Sentimentality Run Amok

By Steph's Scribe @stephverni

I can’t help it. It happens every time. Every single time.

Even though I live and breathe baseball vicariously through my husband, who works for the ballclub, when I go to Camden Yards, it’s as if I never left.

As the old theme song states, “Something magic happens.”

Be forewarned: take me to Camden Yards, and I get sentimental.

With the pandemic seeping into every aspect of our lives, I haven’t been to the ballpark in a year and a half. On Friday night, our family enjoyed a lovely outing and got to spend time “at the yard,” as Orioles fans like to say.

Luckily for us, the team had a big win Friday night over the Nats and ended up taking the series 3-0. But the truth is, whether the team wins or loses, the magic of Camden Yards remains.

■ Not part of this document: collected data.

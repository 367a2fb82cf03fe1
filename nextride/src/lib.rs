//! Nearby public transport departures.
//!
//! Answers "when does the next bus or tram leave from a stop near me?"
//! Real-time predictions are tried stop by stop in distance order, with
//! the published timetable as a fallback.

pub mod cache;
pub mod config;
pub mod display;
pub mod domain;
pub mod geolocate;
pub mod realtime;
pub mod resolver;
pub mod schedule;
pub mod source;
pub mod stops;
pub mod web;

When I tell people I grew up there, I mean it. I grew up there. At 19, I landed my job as a part-time public relations assistant in college shortly after I switched my major to mass communication and knew I needed an internship. In that professional atmosphere, among so many other colleagues and friends, I grew up fast. I learned from the late, great PR Director Bob Brown what a work ethic is. I learned what it means to budget your time. I learned the basics and nuances of sturdy public relations and community relations practices. I tried new things, new tasks, made friends with people older and younger than myself. I had to deal with the media, the public and the players. As a young person learning the field (pun intended), there was something incredibly magical about working there.

I’m also happy that my husband gets to continue to work there since returning to the club in February of 2020.

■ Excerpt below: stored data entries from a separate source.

//! Conversion from OVapi DTOs to normalized departures.

use chrono::{DateTime, Utc};
use chrono_tz::Tz;
use tracing::{debug, warn};

use crate::domain::{
    Departure, DepartureQueryResult, SourceKind, StopCode, TransportType,
    parse_provider_timestamp,
};
use crate::source::SourceError;

use super::types::{Pass, StopAreaResponse, TripStopStatus};

/// Reason a single pass was left out of the board.
#[derive(Debug, Clone, PartialEq, Eq, thiserror::Error)]
pub enum ConversionError {
    #[error("missing required field: {0}")]
    MissingField(&'static str),

    /// Neither an expected nor a target time could be read.
    #[error("no usable departure time")]
    NoTime,

    /// The vehicle has already left this timing point.
    #[error("vehicle already passed")]
    AlreadyPassed,
}

/// Flatten a stop area response into a single board.
///
/// Passes from every timing point are collected; the timing point code
/// becomes the departure's platform. Passes that cannot be converted are
/// logged and skipped. An empty result is [`SourceError::NoData`].
pub fn convert_stop_area(
    response: &StopAreaResponse,
    requested: &StopCode,
    tz: Tz,
) -> Result<DepartureQueryResult, SourceError> {
    let mut departures = Vec::new();
    let mut stop_name: Option<String> = None;

    for timing_points in response.values() {
        for (timing_point_code, data) in timing_points {
            if stop_name.is_none() {
                stop_name = data
                    .stop
                    .as_ref()
                    .and_then(|s| s.timing_point_name.clone())
                    .filter(|n| !n.is_empty());
            }

            for (pass_id, pass) in &data.passes {
                match convert_pass(pass, timing_point_code, tz) {
                    Ok(departure) => departures.push(departure),
                    Err(ConversionError::AlreadyPassed) => {
                        debug!(pass_id, "skipping pass: vehicle already passed");
                    }
                    Err(e) => {
                        warn!(pass_id, stop = %requested, "skipping pass: {e}");
                    }
                }
            }
        }
    }

    if departures.is_empty() {
        return Err(SourceError::NoData);
    }

    Ok(DepartureQueryResult {
        stop_name: stop_name.unwrap_or_else(|| requested.to_string()),
        stop_code: requested.clone(),
        departures,
        source: SourceKind::Realtime,
    })
}

/// Convert a single pass.
///
/// The departure time is the expected time when present, otherwise the
/// target time. Delay is the rounded difference in minutes when both are
/// present, otherwise zero.
pub fn convert_pass(
    pass: &Pass,
    timing_point_code: &str,
    tz: Tz,
) -> Result<Departure, ConversionError> {
    if pass.trip_stop_status == Some(TripStopStatus::Passed) {
        return Err(ConversionError::AlreadyPassed);
    }

    let non_blank = |s: &Option<String>| {
        s.as_deref()
            .map(str::trim)
            .filter(|l| !l.is_empty())
            .map(str::to_string)
    };
    let line = non_blank(&pass.line_public_number)
        .or_else(|| non_blank(&pass.line_name))
        .ok_or(ConversionError::MissingField("LinePublicNumber"))?;

    let expected = parse_optional_time(pass.expected_departure_time.as_deref(), tz);
    let target = parse_optional_time(pass.target_departure_time.as_deref(), tz);

    let scheduled_time = expected.or(target).ok_or(ConversionError::NoTime)?;
    let delay_minutes = match (expected, target) {
        (Some(expected), Some(target)) => delay_minutes(expected, target),
        _ => 0,
    };

    let destination = pass
        .destination_name_50
        .as_deref()
        .map(str::trim)
        .filter(|d| !d.is_empty())
        .unwrap_or("Unknown")
        .to_string();

    let transport = pass
        .transport_type
        .as_deref()
        .map(TransportType::from_tag)
        .unwrap_or(TransportType::Unknown);

    Ok(Departure {
        line,
        destination,
        transport,
        scheduled_time,
        delay_minutes,
        is_realtime: true,
        platform: Some(timing_point_code.to_string()),
        cancelled: pass.trip_stop_status == Some(TripStopStatus::Cancel),
    })
}

/// Parse an optional provider timestamp; unreadable values count as absent.
fn parse_optional_time(value: Option<&str>, tz: Tz) -> Option<DateTime<Utc>> {
    let value = value?;
    match parse_provider_timestamp(value, tz) {
        Ok(t) => Some(t),
        Err(e) => {
            debug!(value, "ignoring unreadable timestamp: {e}");
            None
        }
    }
}

/// Whole minutes between prediction and timetable, rounded to nearest.
fn delay_minutes(expected: DateTime<Utc>, target: DateTime<Utc>) -> i64 {
    let millis = expected.signed_duration_since(target).num_milliseconds();
    (millis as f64 / 60_000.0).round() as i64
}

So, here’s what else has happened.

When I got back from the game, I picked up my novel called Baseball Girl that I published back in 2015. I haven’t read it in six years. I started to reread it. Its limited success has always bothered me. There’s been constructive discussion among my family members that perhaps the title of the book may not be indicative of what the book is actually about. But it totally fits the story if you read the novel.

It is NOT about a girl who plays baseball.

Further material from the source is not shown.